Competition information
- Dates: 28 February – 1 March 2025
- Venue: Greater Columbus Convention Center
- Location: Ohio, Columbus
- Country: United States
- Athletes participating: 10
- Nations participating: 4

Champion(s)
- Mitchell Hooper

= 2025 Arnold Strongman Classic =

Arnold Strongman Classic event of 2025

The 2025 Arnold Strongman Classic was the 23rd Arnold Strongman Classic competition which took place in Columbus, Ohio from 28 February–1 March 2025 at the Greater Columbus Convention Center.

==Event results==
===Event 1: Elephant Bar Max Deadlift===
- Time Limit: 60 seconds per lift
- Notes: 3 lifts per athlete, weights to be submitted before each round.

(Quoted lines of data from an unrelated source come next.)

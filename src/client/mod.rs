//! Drive API client.

use crate::auth::{AuthProvider, ServiceAccountProvider};
use crate::config::DriveConfig;
use crate::errors::{DriveError, DriveResult};
use crate::facade::DriveFacade;
use crate::services::{FilesService, PermissionsService};
use crate::transport::ReqwestTransport;
use std::sync::Arc;

mod executor;
pub use executor::RequestExecutor;

/// Long-lived Drive client handle.
///
/// Constructed once at process start and shared from then on; cloning is
/// cheap and clones share the transport, the auth provider, and its token
/// cache.
///
/// # Example
///
/// ```no_run
/// use gdrive_service::{DriveClient, DriveConfig};
///
/// # async fn example() -> Result<(), Box<dyn std::error::Error>> {
/// let config = DriveConfig::builder()
///     .service_account_email("svc@project.iam.gserviceaccount.com")
///     .key_path("/etc/keys/drive.pem")
///     .application_name("inventory-backend")
///     .build()?;
///
/// let client = DriveClient::connect(config).await?;
/// let facade = client.facade();
/// # Ok(())
/// # }
/// ```
pub struct DriveClient {
    config: DriveConfig,
    executor: Arc<RequestExecutor>,
}

impl Clone for DriveClient {
    fn clone(&self) -> Self {
        Self {
            config: self.config.clone(),
            executor: self.executor.clone(),
        }
    }
}

impl DriveClient {
    /// Creates a client from configuration, reading the service-account key
    /// from the configured key path.
    pub async fn connect(config: DriveConfig) -> DriveResult<Self> {
        config.validate()?;

        let key_path = config.key_path.clone().ok_or_else(|| {
            DriveError::configuration("Key path is required to connect")
        })?;

        let auth = ServiceAccountProvider::from_key_file(
            config.service_account_email.clone(),
            key_path,
            vec![config.scope.clone()],
        )
        .await?
        .with_token_url(config.token_url.clone());

        Self::with_auth_provider(config, Arc::new(auth))
    }

    /// Creates a client with an externally supplied auth provider.
    ///
    /// Useful when token acquisition is handled elsewhere, and in tests.
    pub fn with_auth_provider(
        config: DriveConfig,
        auth: Arc<dyn AuthProvider>,
    ) -> DriveResult<Self> {
        config.validate()?;

        let http_client = reqwest::Client::builder()
            .connect_timeout(config.connect_timeout)
            .build()
            .map_err(|e| {
                DriveError::configuration(format!("Failed to create HTTP client: {}", e))
            })?;
        let transport = Arc::new(ReqwestTransport::new(http_client));

        let executor = Arc::new(RequestExecutor::new(config.clone(), transport, auth));

        Ok(Self { config, executor })
    }

    /// Access the files service for raw file operations.
    pub fn files(&self) -> FilesService {
        FilesService::new(self.executor.clone())
    }

    /// Access the permissions service for raw permission operations.
    pub fn permissions(&self) -> PermissionsService {
        PermissionsService::new(self.executor.clone())
    }

    /// Returns the service facade most callers should use.
    pub fn facade(&self) -> DriveFacade {
        DriveFacade::new(self.clone())
    }

    /// Gets the configuration.
    pub fn config(&self) -> &DriveConfig {
        &self.config
    }

    /// Gets the base URL for the API.
    pub fn base_url(&self) -> &str {
        self.config.base_url.as_str()
    }
}

#[cfg(test)]
mod tests {
    use super::*;
    use crate::auth::AccessToken;
    use crate::errors::AuthError;

    struct NoAuth;

    #[async_trait::async_trait]
    impl AuthProvider for NoAuth {
        async fn get_access_token(&self) -> Result<AccessToken, AuthError> {
            unimplemented!()
        }

        async fn refresh_token(&self) -> Result<AccessToken, AuthError> {
            unimplemented!()
        }
    }

    #[test]
    fn test_client_with_auth_provider() {
        let config = DriveConfig::builder()
            .service_account_email("svc@project.iam.gserviceaccount.com")
            .build()
            .unwrap();

        let client = DriveClient::with_auth_provider(config, Arc::new(NoAuth));
        assert!(client.is_ok());
    }

    #[tokio::test]
    async fn test_connect_requires_key_path() {
        let config = DriveConfig::builder()
            .service_account_email("svc@project.iam.gserviceaccount.com")
            .build()
            .unwrap();

        let result = DriveClient::connect(config).await;
        assert!(matches!(result, Err(DriveError::Configuration(_))));
    }
}
//! Configuration for the Drive service layer.

use crate::auth::{scopes, TOKEN_URL};
use crate::errors::{DriveError, DriveResult};
use std::path::PathBuf;
use std::time::Duration;
use url::Url;

/// Default base URL for the Drive API.
pub const DEFAULT_BASE_URL: &str = "https://www.googleapis.com/drive/v3";

/// Default upload URL for the Drive API.
pub const DEFAULT_UPLOAD_URL: &str = "https://www.googleapis.com/upload/drive/v3";

/// Default metadata field projection for single-file fetches.
pub const DEFAULT_FILE_FIELDS: &str =
    "id,name,mimeType,parents,permissions,webContentLink,webViewLink,trashed";

/// Configuration for the Drive service layer.
///
/// Carries everything needed to build the long-lived client handle once at
/// process start: the service-account identity and key location, the
/// application name used as the user agent, the OAuth scope, endpoint URLs,
/// and the facade's behavioral settings (application folder, default field
/// projection, reader-address domain allow-list).
#[derive(Debug, Clone)]
pub struct DriveConfig {
    /// Service-account email address.
    pub service_account_email: String,

    /// Path to the service account's PEM private key.
    pub key_path: Option<PathBuf>,

    /// Application name, sent as the user agent.
    pub application_name: String,

    /// OAuth scope requested for access tokens.
    pub scope: String,

    /// Folder that `create_folder` places new folders in.
    pub app_folder_id: String,

    /// Field projection used when the caller does not supply one.
    pub default_file_fields: String,

    /// Domain suffixes reader addresses are checked against.
    pub reader_domain_allowlist: Vec<String>,

    /// Base URL for the API.
    pub base_url: Url,

    /// Upload URL for the API.
    pub upload_url: Url,

    /// OAuth2 token endpoint.
    pub token_url: String,

    /// Default timeout for requests.
    pub timeout: Duration,

    /// Connection timeout.
    pub connect_timeout: Duration,
}

impl DriveConfig {
    /// Creates a new configuration builder.
    pub fn builder() -> DriveConfigBuilder {
        DriveConfigBuilder::new()
    }

    /// Validates the configuration.
    pub fn validate(&self) -> DriveResult<()> {
        if self.service_account_email.is_empty() {
            return Err(DriveError::configuration(
                "Service account email is required",
            ));
        }
        if !self.service_account_email.contains('@') {
            return Err(DriveError::configuration(format!(
                "Service account email '{}' is not an email address",
                self.service_account_email
            )));
        }
        if self.scope.is_empty() {
            return Err(DriveError::configuration("OAuth scope must not be empty"));
        }
        if self.app_folder_id.is_empty() {
            return Err(DriveError::configuration(
                "Application folder id must not be empty",
            ));
        }
        if self.timeout.is_zero() {
            return Err(DriveError::configuration("Timeout must be non-zero"));
        }
        Ok(())
    }
}

/// Builder for [`DriveConfig`].
pub struct DriveConfigBuilder {
    service_account_email: Option<String>,
    key_path: Option<PathBuf>,
    application_name: Option<String>,
    scope: String,
    app_folder_id: String,
    default_file_fields: String,
    reader_domain_allowlist: Vec<String>,
    base_url: Option<String>,
    upload_url: Option<String>,
    token_url: String,
    timeout: Duration,
    connect_timeout: Duration,
}

impl DriveConfigBuilder {
    /// Creates a new builder.
    pub fn new() -> Self {
        Self {
            service_account_email: None,
            key_path: None,
            application_name: None,
            scope: scopes::DRIVE.to_string(),
            app_folder_id: "root".to_string(),
            default_file_fields: DEFAULT_FILE_FIELDS.to_string(),
            reader_domain_allowlist: vec!["gmail.com".to_string(), "p-r.com.pl".to_string()],
            base_url: None,
            upload_url: None,
            token_url: TOKEN_URL.to_string(),
            timeout: Duration::from_secs(300),
            connect_timeout: Duration::from_secs(30),
        }
    }

    /// Sets the service-account email address.
    pub fn service_account_email(mut self, email: impl Into<String>) -> Self {
        self.service_account_email = Some(email.into());
        self
    }

    /// Sets the path to the PEM private key file.
    pub fn key_path(mut self, path: impl Into<PathBuf>) -> Self {
        self.key_path = Some(path.into());
        self
    }

    /// Sets the application name used as the user agent.
    pub fn application_name(mut self, name: impl Into<String>) -> Self {
        self.application_name = Some(name.into());
        self
    }

    /// Sets the OAuth scope.
    pub fn scope(mut self, scope: impl Into<String>) -> Self {
        self.scope = scope.into();
        self
    }

    /// Sets the folder new folders are created in.
    pub fn app_folder_id(mut self, folder_id: impl Into<String>) -> Self {
        self.app_folder_id = folder_id.into();
        self
    }

    /// Sets the default metadata field projection.
    pub fn default_file_fields(mut self, fields: impl Into<String>) -> Self {
        self.default_file_fields = fields.into();
        self
    }

    /// Replaces the reader-address domain allow-list.
    pub fn reader_domain_allowlist<I, S>(mut self, domains: I) -> Self
    where
        I: IntoIterator<Item = S>,
        S: Into<String>,
    {
        self.reader_domain_allowlist = domains.into_iter().map(Into::into).collect();
        self
    }

    /// Sets the base URL.
    pub fn base_url(mut self, url: impl Into<String>) -> Self {
        self.base_url = Some(url.into());
        self
    }

    /// Sets the upload URL.
    pub fn upload_url(mut self, url: impl Into<String>) -> Self {
        self.upload_url = Some(url.into());
        self
    }

    /// Sets the OAuth2 token endpoint.
    pub fn token_url(mut self, url: impl Into<String>) -> Self {
        self.token_url = url.into();
        self
    }

    /// Sets the request timeout.
    pub fn timeout(mut self, timeout: Duration) -> Self {
        self.timeout = timeout;
        self
    }

    /// Sets the connection timeout.
    pub fn connect_timeout(mut self, timeout: Duration) -> Self {
        self.connect_timeout = timeout;
        self
    }

    /// Builds the configuration.
    pub fn build(self) -> DriveResult<DriveConfig> {
        let service_account_email = self.service_account_email.ok_or_else(|| {
            DriveError::configuration("Service account email is required")
        })?;

        let application_name = self
            .application_name
            .unwrap_or_else(|| format!("gdrive-service/{}", env!("CARGO_PKG_VERSION")));

        let base_url = parse_url(self.base_url.as_deref().unwrap_or(DEFAULT_BASE_URL))?;
        let upload_url = parse_url(self.upload_url.as_deref().unwrap_or(DEFAULT_UPLOAD_URL))?;

        let config = DriveConfig {
            service_account_email,
            key_path: self.key_path,
            application_name,
            scope: self.scope,
            app_folder_id: self.app_folder_id,
            default_file_fields: self.default_file_fields,
            reader_domain_allowlist: self.reader_domain_allowlist,
            base_url,
            upload_url,
            token_url: self.token_url,
            timeout: self.timeout,
            connect_timeout: self.connect_timeout,
        };

        config.validate()?;

        Ok(config)
    }
}

impl Default for DriveConfigBuilder {
    fn default() -> Self {
        Self::new()
    }
}

fn parse_url(raw: &str) -> DriveResult<Url> {
    Url::parse(raw)
        .map_err(|e| DriveError::configuration(format!("Invalid URL '{}': {}", raw, e)))
}

#[cfg(test)]
mod tests {
    use super::*;

    #[test]
    fn test_default_config() {
        let config = DriveConfig::builder()
            .service_account_email("svc@project.iam.gserviceaccount.com")
            .key_path("/etc/keys/drive.pem")
            .build()
            .unwrap();

        assert_eq!(config.base_url.as_str(), DEFAULT_BASE_URL);
        assert_eq!(config.upload_url.as_str(), DEFAULT_UPLOAD_URL);
        assert_eq!(config.scope, scopes::DRIVE);
        assert_eq!(config.app_folder_id, "root");
        assert_eq!(config.default_file_fields, DEFAULT_FILE_FIELDS);
        assert_eq!(
            config.reader_domain_allowlist,
            vec!["gmail.com".to_string(), "p-r.com.pl".to_string()]
        );
        assert_eq!(config.timeout, Duration::from_secs(300));
        assert_eq!(config.connect_timeout, Duration::from_secs(30));
        assert!(config.application_name.starts_with("gdrive-service/"));
    }

    #[test]
    fn test_custom_config() {
        let config = DriveConfig::builder()
            .service_account_email("svc@project.iam.gserviceaccount.com")
            .application_name("inventory-backend")
            .app_folder_id("folder123")
            .reader_domain_allowlist(["example.org"])
            .timeout(Duration::from_secs(60))
            .build()
            .unwrap();

        assert_eq!(config.application_name, "inventory-backend");
        assert_eq!(config.app_folder_id, "folder123");
        assert_eq!(config.reader_domain_allowlist, vec!["example.org"]);
        assert_eq!(config.timeout, Duration::from_secs(60));
        assert!(config.key_path.is_none());
    }

    #[test]
    fn test_missing_email() {
        let result = DriveConfig::builder().build();
        assert!(matches!(result, Err(DriveError::Configuration(_))));
    }

    #[test]
    fn test_email_must_look_like_address() {
        let result = DriveConfig::builder()
            .service_account_email("not-an-email")
            .build();
        assert!(matches!(result, Err(DriveError::Configuration(_))));
    }

    #[test]
    fn test_invalid_base_url() {
        let result = DriveConfig::builder()
            .service_account_email("svc@project.iam.gserviceaccount.com")
            .base_url("not a url")
            .build();
        assert!(matches!(result, Err(DriveError::Configuration(_))));
    }

    #[test]
    fn test_empty_scope_rejected() {
        let result = DriveConfig::builder()
            .service_account_email("svc@project.iam.gserviceaccount.com")
            .scope("")
            .build();
        assert!(matches!(result, Err(DriveError::Configuration(_))));
    }
}
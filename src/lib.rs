//! Drive service layer
//!
//! A service-layer facade over the Google Drive REST API v3 for embedding
//! applications: file metadata and content, folder and document creation,
//! full-text search, and reader-permission management, all through a small
//! set of async calls on [`DriveFacade`].
//!
//! The facade sits on a thin client of its own (service-account
//! authentication, reqwest transport, typed endpoint wrappers). Every
//! operation is a direct delegation to the backend; nothing is cached or
//! retried, and expected absences come back as `Ok(None)` or empty
//! collections instead of errors.
//!
//! # Example
//!
//! ```no_run
//! use gdrive_service::{DriveClient, DriveConfig};
//!
//! # async fn example() -> Result<(), Box<dyn std::error::Error>> {
//! let config = DriveConfig::builder()
//!     .service_account_email("svc@project.iam.gserviceaccount.com")
//!     .key_path("/etc/keys/drive.pem")
//!     .application_name("inventory-backend")
//!     .app_folder_id("0B1x2y3z")
//!     .build()?;
//!
//! let facade = DriveClient::connect(config).await?.facade();
//!
//! // Fetch metadata; an unknown id is an absence, not an error.
//! if let Some(file) = facade.get("1f2g3h", None).await? {
//!     println!("{}", file.name.unwrap_or_default());
//! }
//!
//! // Make exactly these two addresses the non-owner readers of a file.
//! let readers = vec!["a@gmail.com".to_string(), "b@gmail.com".to_string()];
//! let report = facade.resolve_readers("1f2g3h", &readers).await?;
//! assert!(report.is_complete());
//! # Ok(())
//! # }
//! ```

#![warn(missing_docs)]
#![warn(clippy::all)]
#![allow(clippy::module_inception)]

// Core modules
pub mod auth;
pub mod client;
pub mod config;
pub mod errors;
pub mod facade;
pub mod services;
pub mod transport;
pub mod types;

// Re-exports for convenience
pub use auth::{AccessToken, AuthProvider, ServiceAccountProvider};
pub use client::DriveClient;
pub use config::{DriveConfig, DriveConfigBuilder};
pub use errors::{DriveError, DriveResult};
pub use facade::{DriveFacade, GrantReport, GrantStatus, ReconcileReport};
pub use types::{DriveFile, DocumentKind, FileUpload, Permission, PermissionRole};

/// Prelude module with commonly used types and traits.
///
/// ```no_run
/// use gdrive_service::prelude::*;
/// ```
pub mod prelude {
    // Client and facade
    pub use crate::client::DriveClient;
    pub use crate::facade::{
        DriveFacade, GrantRejection, GrantReport, GrantStatus, ReconcileReport,
    };

    // Configuration
    pub use crate::config::{DriveConfig, DriveConfigBuilder};

    // Authentication
    pub use crate::auth::{AccessToken, AuthProvider, ServiceAccountProvider};

    // Services
    pub use crate::services::{FilesService, PermissionsService};

    // Common types
    pub use crate::types::{
        CreateFileRequest, CreatePermissionRequest, DocumentKind, DriveFile, FileList,
        FileUpload, Permission, PermissionList, PermissionRole, PrincipalType,
    };

    // Errors
    pub use crate::errors::{DriveError, DriveResult};
}
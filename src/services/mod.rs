//! Raw Drive API endpoint services.

mod files;
mod permissions;

pub use files::FilesService;
pub use permissions::PermissionsService;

| # | Athlete | Nation | Weight | Event Points | Overall Points |
|---|---|---|---|---|---|
| 1 | Hafþór Björnsson | Iceland | 465 kilograms (1025 lbs) | 10 | 10 |
| 2 | Mitchell Hooper | Canada | 450 kilograms (992 lbs) | 9 | 9 |
| 3 | Bobby Thompson | United States | 447 kilograms (985 lbs) | 8 | 8 |
| 4 | Trey Mitchell | United States | 445 kilograms (981 lbs) | 7 | 7 |
| 5 | Evan Singleton | United States | 438 kilograms (966 lbs) | 6 | 6 |
| 6 | Austin Andrade | United States | 436 kilograms (961 lbs) | 5 | 5 |
| 7 | Lucas Hatton | United States | 420 kilograms (926 lbs) | 4 | 4 |
| 8 | Tom Stoltman | United Kingdom | 391 kilograms (862 lbs) | 3 | 3 |
| 9 | Nick Guardione | United States | 354 kilograms (780 lbs) | 2 | 2 |
| 10 | Maxime Boudreault | Canada | N/A | 0 | 0 |

===Event 2: Overhead medley===
- Weight: 113 kg dumbbell worth 1 point, 125 kg stone press worth 1 point, 175 kg log worth 1 point per repetition, 195 kg worth 10 points per repetition.
- Time Limit: 2 minutes

| # | Athlete | Nation | Points | Event Points | Overall Points |
|---|---|---|---|---|---|
| 1 | Lucas Hatton | United States | 32 points in 1:45.02 | 10 | 14 |
| 2 | Trey Mitchell | United States | 32 points in 1:51.15 | 9 | 16 |
| 3 | Mitchell Hooper | Canada | 12 points in 1:07.94 | 8 | 17 |
| 4 | Austin Andrade | United States | 12 points in 1:20.64 | 7 | 12 |
| 5 | Hafþór Björnsson | Iceland | 4 points | 6 | 16 |
| 6 | Tom Stoltman | United Kingdom | 3 points | 5 | 8 |
| 7 | Evan Singleton | United States | 2 points | 4 | 10 |
| 8 | Bobby Thompson | United States | 1 points in 12.01 | 3 | 11 |
| 9 | Nick Guardione | United States | 1 points in 28.34 | 2 | 4 |
| 10 | Maxime Boudreault | Canada | 1 points in 45.65 | 1 | 1 |

===Event 3: Timber carry===
- Weight: 400 kg timber frame along a 11 m inclined ramp for the fastest time or else greatest distance.
- Time Limit: 30 seconds
- Notes: Raw/ no straps allowed. Timber may be dropped and picked up.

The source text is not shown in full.